When a batter crowds the plate, a certain type of pitcher pretty much has to throw inside in order to get the batter out. One of the most common pitching patterns is high inside fastballs and low outside breaking or off-speed pitches. The idea is to keep the batter off-balance - it’s hard to prepare for and react to both types of pitches. A batter who crowds the plate is in a good position to hit a low outside pitch, and in a poor position to hit a high inside fastball. A pitcher who relies on this pitching pattern will give the batter a steady diet of inside pitches in this situation until the batter backs away from the plate.
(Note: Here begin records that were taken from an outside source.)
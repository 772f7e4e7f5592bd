use std::collections::HashMap;
use std::time::Duration;

use async_trait::async_trait;
use reqwest::{Client, StatusCode};
use serde::Deserialize;
use tracing::debug;

use glassdesk_core::domain::record::{ServiceRecord, Vehicle};
use glassdesk_core::identifier::EntityType;

use crate::services::{CollaboratorError, StatusLookup};

/// Demo customers served when no backend is configured.
#[derive(Clone, Debug)]
pub struct FixtureStatusLookup {
    records: HashMap<(EntityType, String), ServiceRecord>,
}

impl Default for FixtureStatusLookup {
    fn default() -> Self {
        let joao = fixture_record(
            "João da Silva",
            "12345678900",
            "11987654321",
            "ORD123456",
            "Em andamento",
            "Troca de Parabrisa",
            ("Honda Civic", "ABC1234", "2020"),
        );
        let maria = fixture_record(
            "Maria Oliveira",
            "98765432100",
            "11987654321",
            "ORD654321",
            "Concluído",
            "Reparo de Vidro",
            ("Toyota Corolla", "DEF5678", "2022"),
        );
        let carlos = fixture_record(
            "Carlos Pereira",
            "11122233344",
            "21987654321",
            "ORD789012",
            "Agendado",
            "Calibração ADAS",
            ("Volkswagen Golf", "GHI9012", "2023"),
        );

        let entries = [
            (EntityType::TaxId, "12345678900", &joao),
            (EntityType::TaxId, "98765432100", &maria),
            (EntityType::Phone, "11987654321", &maria),
            (EntityType::Phone, "21987654321", &carlos),
            (EntityType::OrderNumber, "ORD123456", &joao),
            (EntityType::OrderNumber, "ORD654321", &maria),
            (EntityType::OrderNumber, "ORD789012", &carlos),
            (EntityType::Plate, "ABC1234", &joao),
            (EntityType::Plate, "DEF5678", &maria),
            (EntityType::Plate, "GHI9012", &carlos),
            (EntityType::Chassis, "9BRBLWHEXG0123456", &carlos),
        ];

        Self {
            records: entries
                .into_iter()
                .map(|(id_type, identifier, record)| {
                    ((id_type, identifier.to_string()), record.clone())
                })
                .collect(),
        }
    }
}

impl FixtureStatusLookup {
    pub fn new() -> Self {
        Self::default()
    }

    pub fn with_record(
        mut self,
        id_type: EntityType,
        identifier: impl Into<String>,
        record: ServiceRecord,
    ) -> Self {
        self.records.insert((id_type, identifier.into()), record);
        self
    }
}

#[async_trait]
impl StatusLookup for FixtureStatusLookup {
    async fn lookup(
        &self,
        id_type: EntityType,
        identifier: &str,
    ) -> Result<Option<ServiceRecord>, CollaboratorError> {
        Ok(self.records.get(&(id_type, identifier.to_string())).cloned())
    }
}

fn fixture_record(
    name: &str,
    tax_id: &str,
    phone: &str,
    order_id: &str,
    status: &str,
    service_type: &str,
    (model, plate, year): (&str, &str, &str),
) -> ServiceRecord {
    ServiceRecord {
        name: name.to_string(),
        tax_id: Some(tax_id.to_string()),
        phone: Some(phone.to_string()),
        order_id: order_id.to_string(),
        status: status.to_string(),
        service_type: service_type.to_string(),
        vehicle: Vehicle {
            model: model.to_string(),
            plate: plate.to_string(),
            year: year.to_string(),
        },
        summary: None,
    }
}

/// Status backend reached over HTTP at `{base_url}/status/{kind}/{identifier}`.
#[derive(Clone, Debug)]
pub struct HttpStatusLookup {
    client: Client,
    base_url: String,
}

impl HttpStatusLookup {
    pub fn new(base_url: impl Into<String>, timeout: Duration) -> Result<Self, CollaboratorError> {
        let client = Client::builder().timeout(timeout).build()?;
        Ok(Self::with_client(client, base_url))
    }

    pub fn with_client(client: Client, base_url: impl Into<String>) -> Self {
        let base_url = base_url.into().trim_end_matches('/').to_string();
        Self { client, base_url }
    }

    fn url(&self, id_type: EntityType, identifier: &str) -> String {
        format!("{}/status/{}/{}", self.base_url, backend_kind(id_type), identifier)
    }
}

#[async_trait]
impl StatusLookup for HttpStatusLookup {
    async fn lookup(
        &self,
        id_type: EntityType,
        identifier: &str,
    ) -> Result<Option<ServiceRecord>, CollaboratorError> {
        let url = self.url(id_type, identifier);
        let response =
            self.client.get(&url).header("accept", "application/json").send().await?;

        match response.status() {
            StatusCode::OK => {
                let record: BackendRecord = response.json().await?;
                Ok(Some(record.into_record()))
            }
            StatusCode::NOT_FOUND => {
                debug!(
                    event_name = "lookup.not_found",
                    id_type = id_type.as_str(),
                    "status backend has no record"
                );
                Ok(None)
            }
            status => {
                let body = response.text().await.unwrap_or_default();
                Err(CollaboratorError::UnexpectedResponse(format!("status {status}: {body}")))
            }
        }
    }
}

/// Path segment the backend uses for each identifier kind.
fn backend_kind(id_type: EntityType) -> &'static str {
    match id_type {
        EntityType::TaxId => "cpf",
        EntityType::Phone => "telefone",
        EntityType::Plate => "placa",
        EntityType::Chassis => "chassi",
        EntityType::OrderNumber => "ordem",
    }
}

#[derive(Debug, Deserialize)]
struct BackendRecord {
    #[serde(default, rename = "nome")]
    name: String,
    #[serde(default, rename = "cpf")]
    tax_id: Option<String>,
    #[serde(default, rename = "telefone")]
    phone: Option<String>,
    #[serde(default, rename = "ordem")]
    order_id: String,
    #[serde(default)]
    status: Option<String>,
    #[serde(default, rename = "tipo_servico")]
    service_type: String,
    #[serde(default, rename = "veiculo")]
    vehicle: BackendVehicle,
    #[serde(default, rename = "mensagem_ia")]
    summary: Option<String>,
}

#[derive(Debug, Default, Deserialize)]
struct BackendVehicle {
    #[serde(default, rename = "modelo")]
    model: String,
    #[serde(default, rename = "placa")]
    plate: String,
    #[serde(default, rename = "ano")]
    year: String,
}

impl BackendRecord {
    fn into_record(self) -> ServiceRecord {
        ServiceRecord {
            name: self.name,
            tax_id: non_empty(self.tax_id),
            phone: non_empty(self.phone),
            order_id: self.order_id,
            status: non_empty(self.status).unwrap_or_else(|| "Em processamento".to_string()),
            service_type: self.service_type,
            vehicle: Vehicle {
                model: self.vehicle.model,
                plate: self.vehicle.plate,
                year: self.vehicle.year,
            },
            summary: non_empty(self.summary),
        }
    }
}

fn non_empty(value: Option<String>) -> Option<String> {
    value.filter(|text| !text.trim().is_empty())
}
use std::process::ExitCode;

fn main() -> ExitCode {
    glassdesk_cli::run()
}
The purpose is not just to scare the batter with the threat of being hit with a pitch - it’s to throw pitches that will be hard to hit.
The perfect counter to this problem is for the catcher, on the appropriate exchange of signals, to call time, turn to the batter, and alert him, in the umpire’s presence, “I am required by the laws of this state and the rules of baseball to warn you that one of the next few pitches is likely to be a high inside pitch, which will be aimed to pass a foot from you in your normal stance in the batter’s box if not hit. However, if you insist on crowding the plate, it should pass about an inch from your head. Naturally we cannot guarantee pinpoint accuracy, so it is my duty to warn you that a pitch which may unintentionally strike your body is forthcoming.” If the batter continues to insist on crowding the plate, well, it’s been made clear that he’s not being intentionally aimed at.
There’s already a solution to the problem of batter’s crowding the strike zone, it’s just not enforced. If the ball is in the strike zone when it hits the batter, it’s a strike.
If the batter wants to lean in right up against the strike zone, that’s fine and the pitcher should pound the inside part of the plate. And as long as he can keep it over the plate he’ll do fine.
But too many hitters today actually hang over the plate and take part of the zone away because if they get hit the umps give them the base rather than call it a strike.